• What is needed
The answer must consist of every line in the data below that holds the word "reference".
Data shown Start Marker
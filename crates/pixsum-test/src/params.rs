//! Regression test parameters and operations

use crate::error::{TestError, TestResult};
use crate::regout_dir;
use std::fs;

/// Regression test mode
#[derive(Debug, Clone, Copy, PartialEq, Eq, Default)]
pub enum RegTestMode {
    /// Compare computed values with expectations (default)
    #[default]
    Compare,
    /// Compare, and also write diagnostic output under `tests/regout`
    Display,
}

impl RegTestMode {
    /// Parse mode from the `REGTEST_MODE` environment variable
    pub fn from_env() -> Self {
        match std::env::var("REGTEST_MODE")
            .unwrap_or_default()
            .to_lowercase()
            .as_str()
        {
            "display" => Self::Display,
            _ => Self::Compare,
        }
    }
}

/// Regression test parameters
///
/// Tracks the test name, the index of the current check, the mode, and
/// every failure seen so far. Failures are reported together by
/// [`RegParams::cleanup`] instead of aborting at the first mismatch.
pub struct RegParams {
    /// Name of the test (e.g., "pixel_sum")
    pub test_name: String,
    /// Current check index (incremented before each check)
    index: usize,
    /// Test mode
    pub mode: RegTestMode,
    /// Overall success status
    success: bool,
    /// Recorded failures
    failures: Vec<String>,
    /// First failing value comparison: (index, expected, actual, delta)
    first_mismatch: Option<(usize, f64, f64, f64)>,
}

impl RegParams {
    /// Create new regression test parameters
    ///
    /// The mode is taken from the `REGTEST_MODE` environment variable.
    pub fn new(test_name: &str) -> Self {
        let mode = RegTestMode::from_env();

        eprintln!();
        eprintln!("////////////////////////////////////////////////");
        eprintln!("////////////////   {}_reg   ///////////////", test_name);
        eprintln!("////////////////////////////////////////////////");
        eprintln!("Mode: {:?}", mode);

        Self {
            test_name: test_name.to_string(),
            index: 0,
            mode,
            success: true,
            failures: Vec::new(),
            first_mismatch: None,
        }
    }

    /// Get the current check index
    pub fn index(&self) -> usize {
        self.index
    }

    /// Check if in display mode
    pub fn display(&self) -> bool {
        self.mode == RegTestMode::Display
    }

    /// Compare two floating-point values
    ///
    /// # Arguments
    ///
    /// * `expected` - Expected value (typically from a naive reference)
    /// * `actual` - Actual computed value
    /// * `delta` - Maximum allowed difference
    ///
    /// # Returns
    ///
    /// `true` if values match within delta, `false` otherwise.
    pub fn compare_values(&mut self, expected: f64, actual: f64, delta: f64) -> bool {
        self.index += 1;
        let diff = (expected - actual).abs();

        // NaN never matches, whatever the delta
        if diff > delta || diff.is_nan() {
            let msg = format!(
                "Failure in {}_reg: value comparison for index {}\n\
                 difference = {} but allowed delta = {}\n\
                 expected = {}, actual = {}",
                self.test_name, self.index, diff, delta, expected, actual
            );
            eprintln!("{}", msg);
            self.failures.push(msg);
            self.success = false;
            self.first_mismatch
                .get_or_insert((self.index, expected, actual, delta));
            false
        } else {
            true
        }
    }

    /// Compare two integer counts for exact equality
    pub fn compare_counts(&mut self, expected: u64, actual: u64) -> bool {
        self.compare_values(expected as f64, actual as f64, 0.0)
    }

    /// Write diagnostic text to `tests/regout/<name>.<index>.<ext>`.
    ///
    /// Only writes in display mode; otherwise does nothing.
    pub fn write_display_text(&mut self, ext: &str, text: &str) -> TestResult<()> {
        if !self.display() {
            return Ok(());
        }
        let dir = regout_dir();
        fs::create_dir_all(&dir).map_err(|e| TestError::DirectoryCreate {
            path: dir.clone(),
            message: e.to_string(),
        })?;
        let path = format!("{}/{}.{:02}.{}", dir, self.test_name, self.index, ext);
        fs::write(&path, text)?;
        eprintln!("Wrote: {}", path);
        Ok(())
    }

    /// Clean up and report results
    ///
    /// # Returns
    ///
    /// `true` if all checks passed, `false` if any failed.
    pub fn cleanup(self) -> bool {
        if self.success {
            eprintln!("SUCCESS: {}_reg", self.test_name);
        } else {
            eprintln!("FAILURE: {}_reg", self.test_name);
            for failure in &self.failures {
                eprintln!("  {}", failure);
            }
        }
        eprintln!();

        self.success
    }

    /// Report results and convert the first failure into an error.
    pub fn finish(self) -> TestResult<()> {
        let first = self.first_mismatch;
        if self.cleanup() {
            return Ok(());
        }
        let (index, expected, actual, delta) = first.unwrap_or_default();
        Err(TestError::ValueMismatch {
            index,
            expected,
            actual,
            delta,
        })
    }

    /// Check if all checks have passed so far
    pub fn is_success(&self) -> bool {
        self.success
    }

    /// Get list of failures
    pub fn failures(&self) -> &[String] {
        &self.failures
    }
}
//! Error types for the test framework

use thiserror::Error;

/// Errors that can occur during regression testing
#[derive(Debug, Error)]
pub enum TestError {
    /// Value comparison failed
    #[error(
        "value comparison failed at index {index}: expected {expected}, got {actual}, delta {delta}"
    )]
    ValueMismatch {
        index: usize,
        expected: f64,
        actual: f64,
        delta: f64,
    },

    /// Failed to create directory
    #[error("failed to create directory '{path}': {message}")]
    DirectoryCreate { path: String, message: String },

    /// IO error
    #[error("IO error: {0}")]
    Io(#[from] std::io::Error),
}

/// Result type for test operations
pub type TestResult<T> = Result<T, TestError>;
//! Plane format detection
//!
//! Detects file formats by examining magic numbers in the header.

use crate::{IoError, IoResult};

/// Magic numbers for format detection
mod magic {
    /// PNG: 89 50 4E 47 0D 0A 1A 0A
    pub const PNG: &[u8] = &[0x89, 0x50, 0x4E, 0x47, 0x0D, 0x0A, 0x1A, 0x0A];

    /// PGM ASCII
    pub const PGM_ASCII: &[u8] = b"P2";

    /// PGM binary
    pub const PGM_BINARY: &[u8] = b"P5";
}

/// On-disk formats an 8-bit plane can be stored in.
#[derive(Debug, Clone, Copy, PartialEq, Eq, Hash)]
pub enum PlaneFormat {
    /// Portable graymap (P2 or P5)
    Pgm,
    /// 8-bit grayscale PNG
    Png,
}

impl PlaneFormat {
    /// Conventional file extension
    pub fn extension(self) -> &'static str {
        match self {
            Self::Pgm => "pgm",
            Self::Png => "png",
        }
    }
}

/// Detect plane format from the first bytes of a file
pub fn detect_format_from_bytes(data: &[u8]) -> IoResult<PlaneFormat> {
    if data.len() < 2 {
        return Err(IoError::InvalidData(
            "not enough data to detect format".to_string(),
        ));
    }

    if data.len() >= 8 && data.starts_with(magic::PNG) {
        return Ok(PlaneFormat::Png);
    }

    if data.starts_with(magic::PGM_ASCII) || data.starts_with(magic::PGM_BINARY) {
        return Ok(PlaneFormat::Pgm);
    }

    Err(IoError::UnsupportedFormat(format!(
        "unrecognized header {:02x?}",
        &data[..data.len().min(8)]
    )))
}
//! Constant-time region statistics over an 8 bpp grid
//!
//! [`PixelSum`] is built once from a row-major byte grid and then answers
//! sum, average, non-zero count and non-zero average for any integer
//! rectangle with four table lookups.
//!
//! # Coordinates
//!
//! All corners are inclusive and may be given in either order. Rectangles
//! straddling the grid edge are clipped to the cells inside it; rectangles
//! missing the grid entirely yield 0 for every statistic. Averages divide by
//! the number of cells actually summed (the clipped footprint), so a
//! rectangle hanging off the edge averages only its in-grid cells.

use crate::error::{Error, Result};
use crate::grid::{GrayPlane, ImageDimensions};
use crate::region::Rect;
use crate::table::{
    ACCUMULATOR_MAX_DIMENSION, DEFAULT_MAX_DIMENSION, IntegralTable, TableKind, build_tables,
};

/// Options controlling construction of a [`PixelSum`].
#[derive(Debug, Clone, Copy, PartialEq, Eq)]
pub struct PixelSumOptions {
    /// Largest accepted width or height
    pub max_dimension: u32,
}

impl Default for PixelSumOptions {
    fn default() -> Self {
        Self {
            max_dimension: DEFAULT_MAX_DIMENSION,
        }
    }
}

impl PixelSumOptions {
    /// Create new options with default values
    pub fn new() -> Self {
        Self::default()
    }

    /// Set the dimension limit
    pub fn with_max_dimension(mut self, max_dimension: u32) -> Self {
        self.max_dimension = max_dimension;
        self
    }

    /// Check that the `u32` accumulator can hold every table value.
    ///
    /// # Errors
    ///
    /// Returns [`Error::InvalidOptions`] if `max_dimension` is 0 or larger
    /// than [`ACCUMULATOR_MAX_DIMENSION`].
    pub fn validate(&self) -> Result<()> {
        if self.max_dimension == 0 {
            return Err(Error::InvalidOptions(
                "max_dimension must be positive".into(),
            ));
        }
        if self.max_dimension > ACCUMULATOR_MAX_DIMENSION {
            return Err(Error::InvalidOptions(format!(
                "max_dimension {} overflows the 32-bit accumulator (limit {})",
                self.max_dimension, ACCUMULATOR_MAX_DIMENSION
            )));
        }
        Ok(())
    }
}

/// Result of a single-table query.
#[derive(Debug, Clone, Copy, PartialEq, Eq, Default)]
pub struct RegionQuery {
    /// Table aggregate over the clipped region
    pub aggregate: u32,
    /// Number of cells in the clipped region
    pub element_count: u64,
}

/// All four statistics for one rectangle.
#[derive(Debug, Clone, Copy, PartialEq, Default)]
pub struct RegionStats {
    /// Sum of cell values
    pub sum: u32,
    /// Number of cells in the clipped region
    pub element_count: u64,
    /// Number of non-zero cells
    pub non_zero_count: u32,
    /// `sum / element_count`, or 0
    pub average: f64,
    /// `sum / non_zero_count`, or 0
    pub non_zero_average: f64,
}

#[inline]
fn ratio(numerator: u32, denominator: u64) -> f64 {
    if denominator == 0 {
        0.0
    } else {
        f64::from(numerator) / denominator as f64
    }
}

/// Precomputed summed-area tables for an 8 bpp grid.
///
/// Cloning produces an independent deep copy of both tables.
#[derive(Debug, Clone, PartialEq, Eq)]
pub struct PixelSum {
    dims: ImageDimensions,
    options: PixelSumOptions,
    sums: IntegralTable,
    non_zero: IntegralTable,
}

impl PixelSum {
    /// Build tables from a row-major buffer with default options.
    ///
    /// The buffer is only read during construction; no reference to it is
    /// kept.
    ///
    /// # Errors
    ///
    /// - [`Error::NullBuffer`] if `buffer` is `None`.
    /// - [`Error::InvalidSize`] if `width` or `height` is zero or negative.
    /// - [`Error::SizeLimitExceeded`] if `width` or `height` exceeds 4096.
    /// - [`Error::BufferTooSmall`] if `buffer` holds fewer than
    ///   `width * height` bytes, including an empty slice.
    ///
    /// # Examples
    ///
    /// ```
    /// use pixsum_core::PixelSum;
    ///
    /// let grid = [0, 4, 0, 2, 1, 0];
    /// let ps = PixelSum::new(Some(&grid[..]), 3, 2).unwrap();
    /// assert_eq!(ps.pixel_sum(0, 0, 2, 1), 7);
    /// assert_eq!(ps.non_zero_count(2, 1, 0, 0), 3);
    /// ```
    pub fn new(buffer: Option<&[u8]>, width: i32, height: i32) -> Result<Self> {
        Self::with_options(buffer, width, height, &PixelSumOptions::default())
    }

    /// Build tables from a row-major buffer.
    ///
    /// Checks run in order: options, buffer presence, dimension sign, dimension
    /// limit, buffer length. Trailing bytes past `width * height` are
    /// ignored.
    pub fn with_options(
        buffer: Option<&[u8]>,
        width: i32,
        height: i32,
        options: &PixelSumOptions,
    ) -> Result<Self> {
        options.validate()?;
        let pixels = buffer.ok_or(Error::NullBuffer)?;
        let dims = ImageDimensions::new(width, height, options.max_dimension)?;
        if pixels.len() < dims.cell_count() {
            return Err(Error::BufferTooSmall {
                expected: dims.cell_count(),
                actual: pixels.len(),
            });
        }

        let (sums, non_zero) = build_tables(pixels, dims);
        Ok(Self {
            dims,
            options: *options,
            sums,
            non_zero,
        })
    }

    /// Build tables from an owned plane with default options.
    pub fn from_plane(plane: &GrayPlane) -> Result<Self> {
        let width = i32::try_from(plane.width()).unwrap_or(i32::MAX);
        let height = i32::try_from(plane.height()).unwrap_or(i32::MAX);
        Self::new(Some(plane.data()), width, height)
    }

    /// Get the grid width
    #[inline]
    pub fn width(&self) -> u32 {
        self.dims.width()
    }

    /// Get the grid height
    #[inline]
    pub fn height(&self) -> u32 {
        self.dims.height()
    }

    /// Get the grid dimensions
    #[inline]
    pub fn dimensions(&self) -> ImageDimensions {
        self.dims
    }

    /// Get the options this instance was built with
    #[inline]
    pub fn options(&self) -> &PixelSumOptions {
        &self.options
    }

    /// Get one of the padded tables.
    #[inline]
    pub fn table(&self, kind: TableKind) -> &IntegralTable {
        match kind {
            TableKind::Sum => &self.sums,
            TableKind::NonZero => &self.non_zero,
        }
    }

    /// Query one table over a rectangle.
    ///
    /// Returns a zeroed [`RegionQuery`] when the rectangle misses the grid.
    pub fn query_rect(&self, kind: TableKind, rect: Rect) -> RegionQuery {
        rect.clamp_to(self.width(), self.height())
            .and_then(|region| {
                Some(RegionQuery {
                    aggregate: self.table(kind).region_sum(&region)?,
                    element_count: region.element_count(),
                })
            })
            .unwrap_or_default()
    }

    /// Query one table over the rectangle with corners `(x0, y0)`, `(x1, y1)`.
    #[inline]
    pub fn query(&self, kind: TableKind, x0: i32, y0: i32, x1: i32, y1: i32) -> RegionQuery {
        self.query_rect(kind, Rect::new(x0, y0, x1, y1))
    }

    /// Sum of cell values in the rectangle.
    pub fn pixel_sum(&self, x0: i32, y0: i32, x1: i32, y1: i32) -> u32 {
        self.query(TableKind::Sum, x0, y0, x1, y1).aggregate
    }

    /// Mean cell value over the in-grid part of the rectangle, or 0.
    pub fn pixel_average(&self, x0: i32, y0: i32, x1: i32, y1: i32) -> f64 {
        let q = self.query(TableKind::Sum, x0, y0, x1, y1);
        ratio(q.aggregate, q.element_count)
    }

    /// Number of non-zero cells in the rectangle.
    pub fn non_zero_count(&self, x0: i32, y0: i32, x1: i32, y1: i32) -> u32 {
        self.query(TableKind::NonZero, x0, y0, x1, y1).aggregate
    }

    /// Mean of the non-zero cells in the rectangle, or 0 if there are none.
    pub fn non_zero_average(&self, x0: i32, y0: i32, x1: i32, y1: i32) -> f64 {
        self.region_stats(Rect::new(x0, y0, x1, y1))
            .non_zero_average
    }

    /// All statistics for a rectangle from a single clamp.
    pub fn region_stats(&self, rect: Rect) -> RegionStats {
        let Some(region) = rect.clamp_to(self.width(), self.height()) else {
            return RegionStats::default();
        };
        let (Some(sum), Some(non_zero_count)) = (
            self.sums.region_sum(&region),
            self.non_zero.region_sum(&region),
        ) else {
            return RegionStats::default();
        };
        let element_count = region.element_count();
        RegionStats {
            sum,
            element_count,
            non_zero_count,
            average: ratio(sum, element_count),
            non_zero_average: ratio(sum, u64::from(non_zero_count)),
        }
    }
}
Data shown End Marker
• Exercise solution
    /// * `expected` - Expected value (typically from a naive reference)
    /// The buffer is only read during construction; no reference to it is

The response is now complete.